Customers are looking to generate more value from data by improving how they efficiently engage suppliers. “Organisations are increasingly looking at automating business processes and event-driven workflows that inform decision-makers when action must be taken such as if a supplier fails to deliver on time,” says Mercereau.
What customers want from the technology
Jan van Casteren, vice president EMEA of Flexport, says that his customers are mainly looking to close the gap between the purchase orders (POs) their ERP system generate and the actual shipments their freight forwarder is moving for them. “Especially when working with contract manufacturers, a lot of the PO communication is not automated or systems based,” he says. “In its most basic form, the buyer sends a PDF containing the PO to the factory.
“Closing that loop between raising a PO and actually knowing which goods are in transit allows a buyer to gain more control over their supply chain.”
But are customer’s looking for something different, to say, five or ten years ago?
“Absolutely,” says van Casteren. “The rise in the use of technology continues to drive innovation.
“Increasingly demanding users familiar with consumers want to use tools that are intuitive, fast and well designed.”
According to him, user interface and experience has become increasingly important, while MS DOS interfaces are no longer accepted.
“Customers don’t just want a record of details about the order but software that helps the users complete the work to move an order forward, not just a record of details about an order, “he says. “Local installation is no longer necessary – customers want tools that are cloud based and can be used on mobile. They also don’t want to use systems that are still reliant on faxes or snail mail – this is a huge turn off for customers.”
As well as this, systems need to be more outward looking. This means fostering collaboration, and acting as platforms, rather than being locally focused.
“ The should offer real-time visibility and status snapshots as a whole to allow for efficient uses of working capital,” adds van Casteren.

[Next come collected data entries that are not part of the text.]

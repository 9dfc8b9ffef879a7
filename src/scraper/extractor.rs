//! Result extractor for search pages
//!
//! This module parses one HTML results page into candidate shop records.
//! Each listing lives in a `div.search-result` block; advertisement blocks
//! carry a `span.yloca-tip` marker and are filtered out. A block that fails
//! any required field extraction is discarded with a diagnostic and the rest
//! of the page continues processing.

use crate::shop::Shop;
use once_cell::sync::Lazy;
use regex::Regex;
use scraper::{ElementRef, Html, Selector};
use thiserror::Error;

static SEARCH_RESULT: Lazy<Selector> = Lazy::new(|| selector("div.search-result"));
static AD_MARKER: Lazy<Selector> = Lazy::new(|| selector("span.yloca-tip"));
static BIZ_NAME: Lazy<Selector> = Lazy::new(|| selector("a.biz-name"));
static ADDRESS: Lazy<Selector> = Lazy::new(|| selector("address"));
static BIZ_PHONE: Lazy<Selector> = Lazy::new(|| selector("span.biz-phone"));
static DISTRICT: Lazy<Selector> = Lazy::new(|| selector("span.neighborhood-str-list"));
static CATEGORY_LINKS: Lazy<Selector> = Lazy::new(|| selector("span.category-str-list a"));

static ZIPCODE: Lazy<Regex> = Lazy::new(|| {
    Regex::new(r"\d{5}").expect("zipcode pattern is valid")
});

fn selector(css: &str) -> Selector {
    Selector::parse(css).expect("selector literal is valid")
}

/// Why one result block was discarded
#[derive(Debug, Error, PartialEq, Eq)]
pub enum ExtractError {
    #[error("missing {0}")]
    MissingField(&'static str),

    #[error("empty {0}")]
    EmptyField(&'static str),
}

/// Everything extracted from one results page
#[derive(Debug, Clone)]
pub struct PageExtraction {
    /// Valid, non-advertisement shop candidates in page order
    pub shops: Vec<Shop>,

    /// Raw number of result blocks seen, advertisements included
    ///
    /// Distinguishes an empty page (zero blocks) from a page that had only
    /// ads or malformed entries; callers wanting a stricter termination
    /// policy than "zero accepted records" read this.
    pub block_count: usize,
}

/// Parses a results page into candidate shops
///
/// Advertisement blocks count toward `block_count` but never produce a shop.
/// A block with a missing or empty required field is logged and skipped;
/// extraction never aborts the page.
pub fn extract_shops(html: &str) -> PageExtraction {
    let document = Html::parse_document(html);

    let mut shops = Vec::new();
    let mut block_count = 0;

    for block in document.select(&SEARCH_RESULT) {
        block_count += 1;

        if is_advertisement(&block) {
            tracing::debug!("Skipping advertisement block");
            continue;
        }

        match extract_shop(block) {
            Ok(shop) => shops.push(shop),
            Err(e) => tracing::warn!("A shop has been ignored because of a parsing error: {}", e),
        }
    }

    PageExtraction { shops, block_count }
}

/// Whether the result block is a paid placement
fn is_advertisement(block: &ElementRef<'_>) -> bool {
    block.select(&AD_MARKER).next().is_some()
}

/// Extracts one shop from a result block
///
/// Name, address, phone, and URL are required; district and categories may
/// be absent. The zipcode is derived from the address and is never fatal.
fn extract_shop(block: ElementRef<'_>) -> Result<Shop, ExtractError> {
    let name_link = block
        .select(&BIZ_NAME)
        .next()
        .ok_or(ExtractError::MissingField("name"))?;

    let name = text_of(name_link);
    if name.is_empty() {
        return Err(ExtractError::EmptyField("name"));
    }

    let url = name_link
        .value()
        .attr("href")
        .map(|href| href.trim().to_string())
        .ok_or(ExtractError::MissingField("url"))?;
    if url.is_empty() {
        return Err(ExtractError::EmptyField("url"));
    }

    let address = block
        .select(&ADDRESS)
        .next()
        .map(text_of)
        .ok_or(ExtractError::MissingField("address"))?;
    if address.is_empty() {
        return Err(ExtractError::EmptyField("address"));
    }

    let phone = block
        .select(&BIZ_PHONE)
        .next()
        .map(text_of)
        .ok_or(ExtractError::MissingField("phone"))?;
    if phone.is_empty() {
        return Err(ExtractError::EmptyField("phone"));
    }

    let district = block.select(&DISTRICT).next().map(text_of).unwrap_or_default();

    let categories: Vec<String> = block
        .select(&CATEGORY_LINKS)
        .map(text_of)
        .filter(|label| !label.is_empty())
        .collect();

    Ok(Shop {
        zip_code: extract_zipcode(&address),
        name,
        address,
        district,
        phone,
        url,
        categories,
    })
}

/// Gets a zipcode in the middle of an address
///
/// Takes the first run of 5 consecutive digits; returns an empty string when
/// there is none.
pub fn extract_zipcode(address: &str) -> String {
    ZIPCODE
        .find(address)
        .map(|m| m.as_str().to_string())
        .unwrap_or_default()
}

/// Collects and trims the text content of an element
fn text_of(element: ElementRef<'_>) -> String {
    element.text().collect::<String>().trim().to_string()
}
use serde::Deserialize;

/// Main configuration structure for yelpscrap
#[derive(Debug, Clone, Deserialize)]
pub struct Config {
    pub search: SearchConfig,
    #[serde(default)]
    pub scraper: ScraperConfig,
    #[serde(default)]
    pub output: OutputConfig,
}

/// Search query configuration
#[derive(Debug, Clone, Deserialize)]
pub struct SearchConfig {
    /// Origin of the target site's search endpoint
    #[serde(rename = "base-url", default = "default_base_url")]
    pub base_url: String,

    /// City name for `find_loc` scoping; may be empty to omit it
    #[serde(default)]
    pub city: String,

    /// District list; overrides plain city scoping when non-empty
    #[serde(default)]
    pub districts: Vec<String>,

    /// Category filter codes to iterate, in order (check yelp.fr to list them)
    pub cflts: Vec<String>,
}

/// Scraper behavior configuration
#[derive(Debug, Clone, Deserialize)]
pub struct ScraperConfig {
    /// Upper bound of the randomized politeness delay (milliseconds)
    #[serde(rename = "max-sleep-ms", default = "default_max_sleep_ms")]
    pub max_sleep_ms: u64,

    /// When true, a local fixture document replaces the network fetch
    #[serde(default)]
    pub debug: bool,

    /// Path to the fixture document used in debug mode
    #[serde(rename = "fixture-path", default)]
    pub fixture_path: Option<String>,
}

/// Output configuration
#[derive(Debug, Clone, Default, Deserialize)]
pub struct OutputConfig {
    /// Path of the XLSX workbook; defaults to a timestamped filename
    #[serde(rename = "workbook-path", default)]
    pub workbook_path: Option<String>,
}

impl Default for ScraperConfig {
    fn default() -> Self {
        Self {
            max_sleep_ms: default_max_sleep_ms(),
            debug: false,
            fixture_path: None,
        }
    }
}

fn default_base_url() -> String {
    "http://www.yelp.fr".to_string()
}

fn default_max_sleep_ms() -> u64 {
    30_000
}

Tavleen Kaur, research manager at The Smart Cube, says that systems used to be solely focused on cost and tended to be very transactional. “Now companies are looking for more value creation, and for systems to be embedded into their service models – for example business service centres/integrated service centres, using integrated systems as well,” she says.
The role of EDI
Stefan Köhler of electronic data interchange (EDI) company Data Interchange, says that the technology enables companies to unlock great benefits and accurate, timely information across supply chains.
“Suppliers are facing increasingly complex demands to comply with different electronic trading requirements, which can create large costs,” says Köhler. “However, some SMEs have never used EDI technology and have instead relied on the labour-intensive and error-prone processes of faxing or emailing documents and re-keying orders into their systems.”
He says that these businesses fear the complexity of dealing with new protocol and technologies used by their customers, as it may result in big costs in fulfilling their disparate needs. But according to Köhler a big concern from cross-sector suppliers is demand forecast.
“Often, suppliers do not receive a forecast beyond the day’s firm orders, or the information that is received is not granular enough to be useful,” he says. “EDI allows demand data to be shared, streamlining business processes and cascading visibility down the supply chain tiers.
“There are tangible benefits to be realised, which include greater assurance of inventory and improved track and trace, leading to greater end-to-end efficiency and an overall reduction in working capital.”
He identifies improving cash flow for the supplier as one of the key functionalities of an effective supplier relationship management system.
“Automation and checks across the purchase-to-pay process supports better flow by eliminating errors and inconsistencies between purchase orders, advanced shipment notices (ASNs) and invoices/credit notes,” says Köhler. “Barriers to fast reconciliation of invoices are reduced and assurances of on-time payments can be made.”